Sinai University
- Motto: We Know Your Story.
- Type: Private University
- Established: 2006
- President: Prof. Dr. Gehan Fekry Mohamed Abdellatif
- Location: Main Campus: Arish, North Sinai and Second Campus: El Qantara, Ismailia, Egypt 31°6′50″N 33°41′25″E﻿ / ﻿31.11389°N 33.69028°E
- Website: www.su.edu.eg

= Sinai University =

University in Sinai, Egypt

Sinai University (Arabic: جامعة سيناء) is a private university in Sinai, Egypt. It was established in 2006. Its president is Professor Gehan Fekry Mohamed Abdellatif and the chairman of its board of trustees is the Egyptian businessman Hassan Rateb.

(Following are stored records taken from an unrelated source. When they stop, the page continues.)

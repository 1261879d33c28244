use chrono::{DateTime, Utc};
use serde::{Deserialize, Serialize};
use sqlx::FromRow;

use crate::dto::player_dto::PlayerSummary;

/// Lifecycle of a draft. Transitions only move forward:
/// waiting -> active -> completed -> tournament.
#[derive(Debug, Clone, Copy, PartialEq, Eq, Serialize, Deserialize, sqlx::Type)]
#[serde(rename_all = "lowercase")]
#[sqlx(rename_all = "lowercase")]
pub enum DraftStatus {
    Waiting,
    Active,
    Completed,
    Tournament,
}

#[derive(Debug, Serialize, Deserialize, FromRow, Clone, PartialEq)]
#[serde(rename_all = "camelCase")]
pub struct Draft {
    pub id: i64,
    pub code: String,
    pub name: String,
    pub admin_name: String,
    pub status: DraftStatus,
    pub current_round: i64,
    pub current_pick_in_round: i64,
    pub total_rounds: i64,
    pub participant_count: i64,
    pub created_at: DateTime<Utc>,
    pub started_at: Option<DateTime<Utc>>,
    pub completed_at: Option<DateTime<Utc>>,
}

#[derive(Debug, Serialize, Deserialize, FromRow, Clone, PartialEq)]
#[serde(rename_all = "camelCase")]
pub struct Participant {
    pub id: i64,
    pub draft_id: i64,
    pub name: String,
    pub draft_order: i64,
    pub is_admin: bool,
    pub joined_at: DateTime<Utc>,
    #[serde(rename = "picks8589")]
    pub picks_85_89: i64,
    #[serde(rename = "picks8084")]
    pub picks_80_84: i64,
    #[serde(rename = "picks7579")]
    pub picks_75_79: i64,
    #[serde(rename = "picksUpTo74")]
    pub picks_up_to_74: i64,
}

/// A committed pick joined with the picker's name and the player's display fields.
#[derive(Debug, Serialize, Deserialize, FromRow, Clone, PartialEq)]
#[serde(rename_all = "camelCase")]
pub struct PickView {
    pub id: i64,
    pub draft_id: i64,
    pub participant_id: i64,
    pub player_id: i64,
    pub round_number: i64,
    pub pick_in_round: i64,
    pub overall_pick_number: i64,
    pub player_rating_tier: String,
    pub picked_at: DateTime<Utc>,
    pub participant_name: String,
    #[sqlx(flatten)]
    pub player: PlayerSummary,
}

#[derive(Debug, Serialize, Deserialize, FromRow, Clone, PartialEq)]
#[serde(rename_all = "camelCase")]
pub struct Match {
    pub id: i64,
    pub draft_id: i64,
    pub home_team_id: i64,
    pub away_team_id: i64,
    pub home_team_name: String,
    pub away_team_name: String,
    pub home_score: i64,
    pub away_score: i64,
    pub played_at: DateTime<Utc>,
    pub recorded_by: String,
}

#[derive(Debug, Serialize, Deserialize, Clone, PartialEq, Default)]
#[serde(rename_all = "camelCase")]
pub struct Standing {
    pub team_name: String,
    pub team_id: i64,
    pub games_played: i64,
    pub wins: i64,
    pub draws: i64,
    pub losses: i64,
    pub points: i64,
    pub goals_for: i64,
    pub goals_against: i64,
    pub goal_difference: i64,
}

/// Full broadcastable state of a draft.
#[derive(Debug, Serialize, Deserialize, Clone, PartialEq)]
#[serde(rename_all = "camelCase")]
pub struct DraftSnapshot {
    pub draft: Draft,
    pub participants: Vec<Participant>,
    pub picks: Vec<PickView>,
    pub current_picker: Option<i64>,
}

/// Every pick of a finished draft, for offline squad analysis.
#[derive(Debug, Serialize, Deserialize, Clone, PartialEq)]
pub struct TransferSnapshot {
    pub draft: Draft,
    pub picks: Vec<PickView>,
}

#[derive(Debug, Serialize, Deserialize, Clone, PartialEq)]
#[serde(rename_all = "camelCase")]
pub struct TournamentSnapshot {
    pub draft: Draft,
    pub participants: Vec<Participant>,
    pub matches: Vec<Match>,
    pub standings: Vec<Standing>,
}

#[derive(Debug, Deserialize)]
#[serde(rename_all = "camelCase")]
pub struct CreateDraftRequest {
    pub name: String,
    pub admin_name: String,
}

#[derive(Debug, Serialize)]
#[serde(rename_all = "camelCase")]
pub struct CreateDraftResponse {
    pub draft: Draft,
    pub participant: Participant,
}

#[derive(Debug, Deserialize)]
pub struct JoinDraftRequest {
    pub name: String,
}

#[derive(Debug, Serialize)]
pub struct JoinDraftResponse {
    pub draft: Draft,
    pub participant: Participant,
}

#[derive(Debug, Deserialize)]
#[serde(rename_all = "camelCase")]
pub struct AdminRequest {
    pub admin_name: String,
}

#[derive(Debug, Serialize)]
pub struct StartDraftResponse {
    pub draft: Draft,
    pub participants: Vec<Participant>,
}

#[derive(Debug, Serialize)]
pub struct StartTournamentResponse {
    pub draft: Draft,
}

#[derive(Debug, Deserialize, Clone)]
#[serde(rename_all = "camelCase")]
pub struct RecordMatchRequest {
    pub home_team_name: String,
    pub away_team_name: String,
    pub home_score: i64,
    pub away_score: i64,
    pub recorded_by: String,
}

#[derive(Debug, Serialize)]
pub struct RecordMatchResponse {
    #[serde(rename = "match")]
    pub recorded: Match,
}
//! Validates and commits a single pick as one atomic transition.

use chrono::Utc;
use serde::Serialize;
use sqlx::SqlitePool;
use tracing::{error, info};

use crate::dto::draft_dto::DraftStatus;
use crate::error::DraftError;
use crate::services::store;
use crate::services::turn::{self, RatingTier};

/// What a successful pick changed.
#[derive(Debug, Clone, PartialEq, Serialize)]
#[serde(rename_all = "camelCase")]
pub struct PickOutcome {
    pub pick_id: i64,
    pub participant_id: i64,
    pub player_id: i64,
    pub round_number: i64,
    pub pick_in_round: i64,
    pub overall_pick_number: i64,
    pub tier: RatingTier,
    pub draft_completed: bool,
}

/// Commit `player_id` for `participant_name` in draft `code`, or explain why not.
///
/// Runs inside a single transaction that holds the draft's write lock from the
/// first statement; any error drops the transaction and rolls everything back.
pub async fn submit_pick(
    pool: &SqlitePool,
    code: &str,
    participant_name: &str,
    player_id: i64,
) -> Result<PickOutcome, DraftError> {
    let mut tx = pool.begin().await?;

    let draft = store::lock_draft(&mut tx, code).await?;
    if draft.status != DraftStatus::Active {
        return Err(DraftError::InvalidState("draft is not active".into()));
    }

    let participant = store::find_participant(&mut *tx, draft.id, participant_name)
        .await?
        .ok_or(DraftError::NotFound("participant"))?;

    let on_clock = turn::on_the_clock(
        draft.current_round,
        draft.current_pick_in_round,
        draft.participant_count,
    );
    if participant.draft_order != on_clock {
        let on_clock_name = store::find_participant_by_order(&mut *tx, draft.id, on_clock)
            .await?
            .map(|p| p.name);
        return Err(DraftError::NotYourTurn {
            on_clock,
            on_clock_name,
        });
    }

    let rating: Option<Option<i64>> =
        sqlx::query_scalar("SELECT overall_rating FROM players WHERE id = ?")
            .bind(player_id)
            .fetch_optional(&mut *tx)
            .await?;
    let rating = rating.ok_or(DraftError::NotFound("player"))?;

    let tier = RatingTier::classify(rating)?;

    let already_picked: bool = sqlx::query_scalar(
        "SELECT EXISTS(SELECT 1 FROM draft_picks WHERE draft_id = ? AND player_id = ?)",
    )
    .bind(draft.id)
    .bind(player_id)
    .fetch_one(&mut *tx)
    .await?;
    if already_picked {
        return Err(DraftError::AlreadyPicked { player_id });
    }

    tier.check_quota(&participant)?;

    let overall = turn::overall_pick_number(
        draft.current_round,
        draft.current_pick_in_round,
        draft.participant_count,
    );
    let now = Utc::now();

    let inserted = sqlx::query(
        r#"
        INSERT INTO draft_picks (draft_id, participant_id, player_id, round_number, pick_in_round,
                                 overall_pick_number, player_rating_tier, picked_at)
        VALUES (?, ?, ?, ?, ?, ?, ?, ?)
        "#,
    )
    .bind(draft.id)
    .bind(participant.id)
    .bind(player_id)
    .bind(draft.current_round)
    .bind(draft.current_pick_in_round)
    .bind(overall)
    .bind(tier.label())
    .bind(now)
    .execute(&mut *tx)
    .await
    .map_err(|e| {
        let duplicate = e
            .as_database_error()
            .is_some_and(|db| db.is_unique_violation());
        if duplicate {
            DraftError::AlreadyPicked { player_id }
        } else {
            error!("Insert pick error: {:?}", e);
            DraftError::CommitFailed(e)
        }
    })?;
    let pick_id = inserted.last_insert_rowid();

    let column = tier.counter_column();
    sqlx::query(&format!(
        "UPDATE draft_participants SET {column} = {column} + 1 WHERE id = ?"
    ))
    .bind(participant.id)
    .execute(&mut *tx)
    .await?;

    let (next_round, next_pick) = turn::next_turn(
        draft.current_round,
        draft.current_pick_in_round,
        draft.participant_count,
    );
    let draft_completed = next_round > draft.total_rounds;

    if draft_completed {
        sqlx::query(
            r#"
            UPDATE drafts
            SET current_round = ?, current_pick_in_round = ?, status = ?, completed_at = ?
            WHERE id = ?
            "#,
        )
        .bind(next_round)
        .bind(next_pick)
        .bind(DraftStatus::Completed)
        .bind(now)
        .bind(draft.id)
        .execute(&mut *tx)
        .await?;
    } else {
        sqlx::query("UPDATE drafts SET current_round = ?, current_pick_in_round = ? WHERE id = ?")
            .bind(next_round)
            .bind(next_pick)
            .bind(draft.id)
            .execute(&mut *tx)
            .await?;
    }

    tx.commit().await.map_err(|e| {
        error!("Commit pick transaction error: {:?}", e);
        DraftError::CommitFailed(e)
    })?;

    info!(
        "Pick successful: {} picked player {} (round {}, pick {}) in draft {}",
        participant_name, player_id, draft.current_round, draft.current_pick_in_round, code
    );
    if draft_completed {
        info!("Draft {} completed after {} picks", code, overall);
    }

    Ok(PickOutcome {
        pick_id,
        participant_id: participant.id,
        player_id,
        round_number: draft.current_round,
        pick_in_round: draft.current_pick_in_round,
        overall_pick_number: overall,
        tier,
        draft_completed,
    })
}
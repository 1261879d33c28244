use axum::{
    Json,
    http::StatusCode,
    response::{IntoResponse, Response},
};
use serde_json::{Value, json};
use thiserror::Error;
use tracing::error;

use crate::dto::ws_dto::PickErrorData;
use crate::services::turn::RatingTier;

#[derive(Debug, Error)]
pub enum DraftError {
    #[error("{0} not found")]
    NotFound(&'static str),

    #[error("{0}")]
    InvalidState(String),

    #[error("not your turn (it's player {on_clock}'s turn)")]
    NotYourTurn {
        on_clock: i64,
        on_clock_name: Option<String>,
    },

    #[error("player already picked in this draft")]
    AlreadyPicked { player_id: i64 },

    #[error("cannot pick players rated 90+")]
    Ineligible { rating: Option<i64> },

    #[error("quota exceeded: you have {current}/{limit} picks for {}", tier.describe())]
    QuotaExceeded {
        tier: RatingTier,
        current: i64,
        limit: i64,
    },

    #[error("{0}")]
    Forbidden(String),

    #[error("{0}")]
    Validation(String),

    #[error("{0}")]
    Conflict(String),

    #[error("failed to complete operation")]
    CommitFailed(#[source] sqlx::Error),
}

impl From<sqlx::Error> for DraftError {
    fn from(e: sqlx::Error) -> Self {
        DraftError::CommitFailed(e)
    }
}

impl DraftError {
    pub fn code(&self) -> &'static str {
        match self {
            DraftError::NotFound(_) => "not_found",
            DraftError::InvalidState(_) => "invalid_state",
            DraftError::NotYourTurn { .. } => "not_your_turn",
            DraftError::AlreadyPicked { .. } => "already_picked",
            DraftError::Ineligible { .. } => "ineligible",
            DraftError::QuotaExceeded { .. } => "quota_exceeded",
            DraftError::Forbidden(_) => "forbidden",
            DraftError::Validation(_) => "validation",
            DraftError::Conflict(_) => "conflict",
            DraftError::CommitFailed(_) => "commit_failed",
        }
    }

    pub fn status(&self) -> StatusCode {
        match self {
            DraftError::NotFound(_) => StatusCode::NOT_FOUND,
            DraftError::InvalidState(_)
            | DraftError::NotYourTurn { .. }
            | DraftError::Ineligible { .. }
            | DraftError::QuotaExceeded { .. }
            | DraftError::Validation(_) => StatusCode::BAD_REQUEST,
            DraftError::AlreadyPicked { .. } | DraftError::Conflict(_) => StatusCode::CONFLICT,
            DraftError::Forbidden(_) => StatusCode::FORBIDDEN,
            DraftError::CommitFailed(_) => StatusCode::INTERNAL_SERVER_ERROR,
        }
    }

    /// Structured fields a client needs to render an actionable message.
    pub fn detail(&self) -> Option<Value> {
        match self {
            DraftError::NotYourTurn {
                on_clock,
                on_clock_name,
            } => Some(json!({ "onClock": on_clock, "onClockName": on_clock_name })),
            DraftError::AlreadyPicked { player_id } => Some(json!({ "playerId": player_id })),
            DraftError::Ineligible { rating } => Some(json!({ "rating": rating })),
            DraftError::QuotaExceeded {
                tier,
                current,
                limit,
            } => Some(json!({ "tier": tier.label(), "current": current, "limit": limit })),
            _ => None,
        }
    }

    pub fn to_pick_error(&self) -> PickErrorData {
        PickErrorData {
            error: self.to_string(),
            code: self.code().to_string(),
            detail: self.detail(),
        }
    }
}

impl IntoResponse for DraftError {
    fn into_response(self) -> Response {
        if let DraftError::CommitFailed(e) = &self {
            error!("Database error: {:?}", e);
        }

        let mut body = json!({
            "error": self.to_string(),
            "code": self.code(),
        });
        if let Some(detail) = self.detail() {
            body["detail"] = detail;
        }

        (self.status(), Json(body)).into_response()
    }
}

It is one of two universities located in northern Sinai, along with Arish University.

==Faculties==
It comprises 4 faculties in the Arish campus, which are:
- Faculty of Pharmacy and Pharmaceutical Industries.
- Faculty of Dentistry.
- Faculty of Engineering.
- Faculty of Information Technology and Computer Science.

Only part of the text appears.